Tato di Indonesia pernah diasosiasikan dengan premanisme. Pada era '80-an, mereka yang bertato dianggap layak meregang nyawa di tangan para penembak misterius besutan Orde Baru.
Namun, persepsi tato semakin bergeser dari masa ke masa. Seiring dengan keterbukaan informasi dan referensi, pengguna tato kian meluas. Karenanya, budaya tato terus merenggang dari kesan preman.
SCROLL TO CONTINUE WITH CONTENT
Ignatius Aditya, peneliti dari Jakarta Center for Cultural Studies menuturkan, kini tato semakin jauh dari impresi menyeramkan. Hal ini berhubungan pemaknaan tato yang terus bergeser. Tato yang dulu dimaknai sebagai pemberontakan, kini tak lebih dari bentuk konsumerisme semata.
"Tato itu sebagai tidak ubahnya kayak beli baju. Itu merepresentasikan bagaimana dia menggunakan itu sebagai tren atau sebagai ekspresi, ekspresi tren tertentu hingga akhirnya yaitu tidak ubahnya sebagai konsumerisme. Dan juga akhirnya dikemas sedemikian rupa dengan narasi-narasi tertentu hingga akhirnya tidak lagi menyeramkan," tutur Adit dalam Sudut Pandang detikcom, Minggu (12/2).
Hal serupa juga dijelaskan seniman tato Jessica Johanna. Ia menuturkan, tato adalah bagian dari tren. Referensi desain tato pun banyak bertebaran di media sosial, sehingga para peminat bisa lebih mudah menentukan gaya yang paling cocok untuk dirinya.
"Karena tato studio juga udah makin banyak, menurut aku anak-anak muda sekarang lebih nggak terlalu mikir kalau mau tato. Pokoknya lebih gampang dicapai lah tato itu, nggak kayak dulu kalau mau tato kan kayak underground, diam-diam gitu kan. Dan karena Pinterest dan sosmed juga, tato tuh jatuhnya jadi trendy ya, tato kecil-kecil, tato satu gambar di Pinterest tuh yang di-request sama orang tuh bisa berkali-kali," tutur wanita yang biasa dikenal sebagai Jessicavije ini.

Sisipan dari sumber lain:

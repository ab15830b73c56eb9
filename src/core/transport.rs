//! Delivery of messages into a peer's queue.
//!
//! The engine never touches a peer's queue directly; it hands the message to the
//! transport registered for that peer. Transports decide HOW the message gets
//! there: a direct call, a directory lookup, or an encoded frame on a channel.

use std::sync::{Arc, Weak};

use async_trait::async_trait;
use tokio::sync::mpsc;
use tokio::task::JoinHandle;

use super::directory::AgentDirectory;
use super::queue::MessageQueue;
use crate::error::{Error, Result};
use crate::protocol::{validate_wire, ProtocolMessage};

/// Transport layer for agent messages.
#[async_trait]
pub trait MessageTransport: Send + Sync {
    /// Hand a message to the peer. Errors mean the peer did not take it.
    async fn deliver(&self, message: ProtocolMessage) -> Result<()>;

    /// Transport name for logs.
    fn name(&self) -> &str;
}

/// Direct in-process delivery.
///
/// Holds only a weak reference, so a peer that goes away is not kept alive by
/// the agents that were talking to it.
#[derive(Debug, Clone)]
pub struct LocalTransport {
    peer_id: String,
    queue: Weak<MessageQueue>,
}

impl LocalTransport {
    pub fn new(peer_id: impl Into<String>, queue: &Arc<MessageQueue>) -> Self {
        Self {
            peer_id: peer_id.into(),
            queue: Arc::downgrade(queue),
        }
    }
}

#[async_trait]
impl MessageTransport for LocalTransport {
    async fn deliver(&self, message: ProtocolMessage) -> Result<()> {
        let queue = self
            .queue
            .upgrade()
            .ok_or_else(|| Error::PeerUnavailable(self.peer_id.clone()))?;

        if queue.put(message).await {
            Ok(())
        } else {
            Err(Error::rejected(&self.peer_id, "queue refused the message"))
        }
    }

    fn name(&self) -> &str {
        "local"
    }
}

/// Delivery through an [`AgentDirectory`], resolved on every send.
///
/// A peer is reachable exactly while it is registered.
#[derive(Debug, Clone)]
pub struct DirectoryTransport {
    peer_id: String,
    directory: AgentDirectory,
}

impl DirectoryTransport {
    pub fn new(peer_id: impl Into<String>, directory: AgentDirectory) -> Self {
        Self {
            peer_id: peer_id.into(),
            directory,
        }
    }
}

#[async_trait]
impl MessageTransport for DirectoryTransport {
    async fn deliver(&self, message: ProtocolMessage) -> Result<()> {
        let queue = self
            .directory
            .lookup(&self.peer_id)
            .await
            .ok_or_else(|| Error::PeerUnavailable(self.peer_id.clone()))?;

        if queue.put(message).await {
            Ok(())
        } else {
            Err(Error::rejected(&self.peer_id, "queue refused the message"))
        }
    }

    fn name(&self) -> &str {
        "directory"
    }
}

/// Delivery of canonical JSON frames over a channel.
///
/// Stands in for any byte-oriented link: the sending side only ever sees the
/// encoded frame, and the receiving bridge rebuilds the message from it.
#[derive(Debug, Clone)]
pub struct WireTransport {
    peer_id: String,
    frames: mpsc::Sender<String>,
}

impl WireTransport {
    pub fn new(peer_id: impl Into<String>, frames: mpsc::Sender<String>) -> Self {
        Self {
            peer_id: peer_id.into(),
            frames,
        }
    }

    /// Create a transport plus the task that decodes its frames into `queue`.
    ///
    /// The bridge ends when every sender is dropped or the queue goes away.
    pub fn bridge(
        peer_id: impl Into<String>,
        queue: &Arc<MessageQueue>,
        buffer: usize,
    ) -> (Self, JoinHandle<()>) {
        let peer_id = peer_id.into();
        let (tx, rx) = mpsc::channel(buffer.max(1));
        let handle = tokio::spawn(run_bridge(peer_id.clone(), Arc::downgrade(queue), rx));
        (Self::new(peer_id, tx), handle)
    }
}

#[async_trait]
impl MessageTransport for WireTransport {
    async fn deliver(&self, message: ProtocolMessage) -> Result<()> {
        let frame = message.encode()?;
        self.frames
            .send(frame)
            .await
            .map_err(|_| Error::transport(format!("wire link to {} is closed", self.peer_id)))
    }

    fn name(&self) -> &str {
        "wire"
    }
}

async fn run_bridge(peer_id: String, queue: Weak<MessageQueue>, mut frames: mpsc::Receiver<String>) {
    while let Some(frame) = frames.recv().await {
        let Some(queue) = queue.upgrade() else {
            tracing::debug!("Wire bridge for {} stopping: queue dropped", peer_id);
            return;
        };

        let value: serde_json::Value = match serde_json::from_str(&frame) {
            Ok(v) => v,
            Err(e) => {
                tracing::warn!("Wire bridge for {} dropped unparseable frame: {}", peer_id, e);
                continue;
            }
        };

        let errors = validate_wire(&value);
        if !errors.is_empty() {
            tracing::warn!("Wire bridge for {} dropped invalid frame: {}", peer_id, errors.join("; "));
            continue;
        }

        match ProtocolMessage::from_canonical(value) {
            Ok(message) => {
                if !queue.put(message).await {
                    tracing::debug!("Wire bridge for {}: queue refused frame", peer_id);
                }
            }
            Err(e) => tracing::warn!("Wire bridge for {} could not decode frame: {}", peer_id, e),
        }
    }
    tracing::debug!("Wire bridge for {} closed", peer_id);
}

Selain tren, tato juga merupakan ekspresi diri. Maka, tak jarang peminat tato menginginkan ornamen yang unik dan satu-satunya.
Untuk itu, masing-masing seniman tato memiliki gaya ilustrasinya sendiri. Pada praktiknya, Jessica menyarankan agar para peminat bebas berkolaborasi dengan seniman tato yang dianggap mampu mewujudkan visi dari tato yang ingin dibuat.
"Ngobrol sama artist-nya, pengin objeknya kayak apa. Nanti let the artist draw a unique piece for you, gitu. Jadi kalau saran aku sih jangan sembarang natonya, cari artis yang benar-benar kamu suka artwork-nya, terus collab sama dia," ujar Jessica.
Selain desain yang semakin beragam, proses pembuatan tato juga semakin canggih. Salah satunya soal manajemen rasa sakit. Kini, rasa sakit yang identik dengan pembuatan tato dapat diminimalisir dengan bantuan teknologi.
"Kalau dari klien aku yang senior, misalnya yang punya tato 15-30 tahun lalu gitu mereka bilang sekarang nggak sesakit dulu, karena mesinnya lebih soft, teknik artist-nya juga bagus, jarumnya nggak kedaleman, lebih bagus, lebih tajam. Pastinya lebih nggak sakit sekarang," kata Jessica.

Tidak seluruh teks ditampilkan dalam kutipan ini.